*** Begin section ***

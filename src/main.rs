//! Gatelink firmware entry point.
//!
//! ```text
//! ┌────────────────────────────────────────────────────────────────┐
//! │                      Adapters (outer ring)                     │
//! │                                                                │
//! │  BleLink (LinkPort)   SystemClock (Clock)   EspHeap (HeapPort) │
//! │  LogMetricsSink (MetricsSink)                                  │
//! │                                                                │
//! │  ──────────────── Port Trait Boundary ───────────────────      │
//! │                                                                │
//! │  ┌────────────────────────────────────────────────────────┐    │
//! │  │  GatewayTransport                                      │    │
//! │  │  reassembly · queue · negotiation · transmission       │    │
//! │  └────────────────────────────────────────────────────────┘    │
//! │                                                                │
//! │  worker · streamer · monitor (APP core) · event loop (main)    │
//! └────────────────────────────────────────────────────────────────┘
//! ```
#![deny(unused_must_use)]

use core::time::Duration;
use std::sync::Arc;

use anyhow::{Context, Result};
use log::info;

use gatelink::adapters::ble::BleLink;
use gatelink::adapters::heap::EspHeap;
use gatelink::adapters::log_sink::LogMetricsSink;
use gatelink::adapters::time::SystemClock;
use gatelink::config::TransportConfig;
use gatelink::diagnostics::{self, DiagnosticsHandler};
use gatelink::events;
use gatelink::ports::TelemetrySource;
use gatelink::transport::{GatewayTransport, tasks};

const DEVICE_NAME: &str = "gatelink";
const EVENT_POLL: Duration = Duration::from_millis(20);

/// Placeholder until the Modbus poller publishes telemetry.
struct NoTelemetry;

impl TelemetrySource for NoTelemetry {
    fn has_data(&self) -> bool {
        false
    }

    fn dequeue(&self) -> Option<serde_json::Value> {
        None
    }
}

fn main() -> Result<()> {
    // ── 1. ESP-IDF bootstrap ──────────────────────────────────
    esp_idf_svc::sys::link_patches();
    esp_idf_logger::init()?;
    diagnostics::install_panic_handler();

    info!("╔══════════════════════════════════════╗");
    info!("║  Gatelink v{}                        ║", env!("CARGO_PKG_VERSION"));
    info!("╚══════════════════════════════════════╝");

    // ── 2. Transport ──────────────────────────────────────────
    let cfg = TransportConfig::default();
    let preferred_mtu = cfg.preferred_mtu;

    let mut name = heapless::String::<24>::new();
    name.push_str(DEVICE_NAME)
        .map_err(|_| anyhow::anyhow!("device name too long"))?;
    let link = Arc::new(BleLink::new(name));

    let transport = Arc::new(
        GatewayTransport::new(
            cfg,
            link.clone(),
            Arc::new(SystemClock::new()),
            Arc::new(EspHeap::new()),
        )
        .context("transport config rejected")?,
    );
    transport.register_handler(Arc::new(DiagnosticsHandler::new(None)));

    // ── 3. BLE stack ──────────────────────────────────────────
    link.attach(&transport);
    link.start(preferred_mtu).context("BLE start failed")?;

    // ── 4. Tasks ──────────────────────────────────────────────
    let _tasks = tasks::spawn_all(
        &transport,
        Arc::new(NoTelemetry),
        Box::new(LogMetricsSink::new()),
    )
    .context("task spawn failed")?;

    info!("Gatelink ready, advertising as '{}'", link.device_name());

    // ── 5. Link event loop ────────────────────────────────────
    loop {
        events::drain_events(|event| events::route(event, &transport));
        std::thread::sleep(EVENT_POLL);
    }
}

*** End section ***

Assignment ->
Would you repeat each of the lines above exactly?

Output for this task ->
filename src/main.rs
//! Gatelink firmware entry point.
//!
//! ```text
//! ┌────────────────────────────────────────────────────────────────┐
//! │                      Adapters (outer ring)                     │
//! │                                                                │
//! │  BleLink (LinkPort)   SystemClock (Clock)   EspHeap (HeapPort) │
//! │  LogMetricsSink (MetricsSink)                                  │
//! │                                                                │
//! │  ──────────────── Port Trait Boundary ───────────────────      │
//! │                                                                │
//! │  ┌────────────────────────────────────────────────────────┐    │
//! │  │  GatewayTransport                                      │    │
//! │  │  reassembly · queue · negotiation · transmission       │    │
//! │  └────────────────────────────────────────────────────────┘    │
//! │                                                                │
//! │  worker · streamer · monitor (APP core) · event loop (main)    │
//! └────────────────────────────────────────────────────────────────┘
//! ```
#![deny(unused_must_use)]

use core::time::Duration;
use std::sync::Arc;

use anyhow::{Context, Result};
use log::info;

use gatelink::adapters::ble::BleLink;
use gatelink::adapters::heap::EspHeap;
use gatelink::adapters::log_sink::LogMetricsSink;
use gatelink::adapters::time::SystemClock;
use gatelink::config::TransportConfig;
use gatelink::diagnostics::{self, DiagnosticsHandler};
use gatelink::events;
use gatelink::ports::TelemetrySource;
use gatelink::transport::{GatewayTransport, tasks};

const DEVICE_NAME: &str = "gatelink";
const EVENT_POLL: Duration = Duration::from_millis(20);

/// Placeholder until the Modbus poller publishes telemetry.
struct NoTelemetry;

impl TelemetrySource for NoTelemetry {
    fn has_data(&self) -> bool {
        false
    }

    fn dequeue(&self) -> Option<serde_json::Value> {
        None
    }
}

fn main() -> Result<()> {
    // ── 1. ESP-IDF bootstrap ──────────────────────────────────
    esp_idf_svc::sys::link_patches();
    esp_idf_logger::init()?;
    diagnostics::install_panic_handler();

    info!("╔══════════════════════════════════════╗");
    info!("║  Gatelink v{}                        ║", env!("CARGO_PKG_VERSION"));
    info!("╚══════════════════════════════════════╝");

    // ── 2. Transport ──────────────────────────────────────────
    let cfg = TransportConfig::default();
    let preferred_mtu = cfg.preferred_mtu;

    let mut name = heapless::String::<24>::new();
    name.push_str(DEVICE_NAME)
        .map_err(|_| anyhow::anyhow!("device name too long"))?;
    let link = Arc::new(BleLink::new(name));

    let transport = Arc::new(
        GatewayTransport::new(
            cfg,
            link.clone(),
            Arc::new(SystemClock::new()),
            Arc::new(EspHeap::new()),
        )
        .context("transport config rejected")?,
    );
    transport.register_handler(Arc::new(DiagnosticsHandler::new(None)));

    // ── 3. BLE stack ──────────────────────────────────────────
    link.attach(&transport);
    link.start(preferred_mtu).context("BLE start failed")?;

    // ── 4. Tasks ──────────────────────────────────────────────
    let _tasks = tasks::spawn_all(
        &transport,
        Arc::new(NoTelemetry),
        Box::new(LogMetricsSink::new()),
    )
    .context("task spawn failed")?;

    info!("Gatelink ready, advertising as '{}'", link.device_name());

    // ── 5. Link event loop ────────────────────────────────────
    loop {
        events::drain_events(|event| events::route(event, &transport));
        std::thread::sleep(EVENT_POLL);
    }
}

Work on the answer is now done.